__WHAT THE TASK REQUIRES__: Would you copy out each line of the records below that includes the word "with"?

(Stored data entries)
"""

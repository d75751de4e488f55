//! Dispatch errors and their HTTP mapping.
//!
//! # Responsibilities
//! - Describe every way a request can fail to reach a reply
//! - Map failures to status codes with a JSON body
//!
//! # Design Decisions
//! - A path with no usable name and an unregistered name are both 404
//! - Ajaxlet failures keep their own category (400, 404 or 500)

use axum::{
    http::StatusCode,
    response::{IntoResponse, Response},
    Json,
};
use serde_json::json;
use thiserror::Error;

use crate::registry::AjaxletError;

/// Reasons a request did not produce an ajaxlet reply.
#[derive(Debug, Error)]
pub enum DispatchError {
    /// The path lacks the prefix or a non-empty name segment.
    #[error("path does not name an ajaxlet")]
    NotAjaxPath,

    /// No ajaxlet is registered under the decoded name.
    #[error("no ajaxlet registered as {0:?}")]
    UnknownAjaxlet(String),

    /// The ajaxlet ran and reported a failure.
    #[error("{ajaxlet}: {source}")]
    Ajaxlet {
        ajaxlet: String,
        #[source]
        source: AjaxletError,
    },
}

impl DispatchError {
    pub fn status(&self) -> StatusCode {
        match self {
            DispatchError::NotAjaxPath | DispatchError::UnknownAjaxlet(_) => StatusCode::NOT_FOUND,
            DispatchError::Ajaxlet { source, .. } => match source {
                AjaxletError::BadRequest(_) => StatusCode::BAD_REQUEST,
                AjaxletError::UnknownAction(_) => StatusCode::NOT_FOUND,
                AjaxletError::Failed(_) => StatusCode::INTERNAL_SERVER_ERROR,
            },
        }
    }
}

impl IntoResponse for DispatchError {
    fn into_response(self) -> Response {
        let body = Json(json!({ "error": self.to_string() }));
        (self.status(), body).into_response()
    }
}

#[cfg(test)]
mod tests {
    use super::*;

    #[test]
    fn test_status_mapping() {
        assert_eq!(DispatchError::NotAjaxPath.status(), StatusCode::NOT_FOUND);
        assert_eq!(
            DispatchError::UnknownAjaxlet("x".into()).status(),
            StatusCode::NOT_FOUND
        );
        let failed = DispatchError::Ajaxlet {
            ajaxlet: "x".into(),
            source: AjaxletError::BadRequest("missing q".into()),
        };
        assert_eq!(failed.status(), StatusCode::BAD_REQUEST);
        assert_eq!(failed.to_string(), "x: bad request: missing q");
    }

    #[test]
    fn test_into_response_status() {
        let response = DispatchError::Ajaxlet {
            ajaxlet: "x".into(),
            source: AjaxletError::Failed("boom".into()),
        }
        .into_response();
        assert_eq!(response.status(), StatusCode::INTERNAL_SERVER_ERROR);
    }
}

"""

__RESULT FOR THIS TASK__:
//! - Map failures to status codes with a JSON body
//! - A path with no usable name and an unregistered name are both 404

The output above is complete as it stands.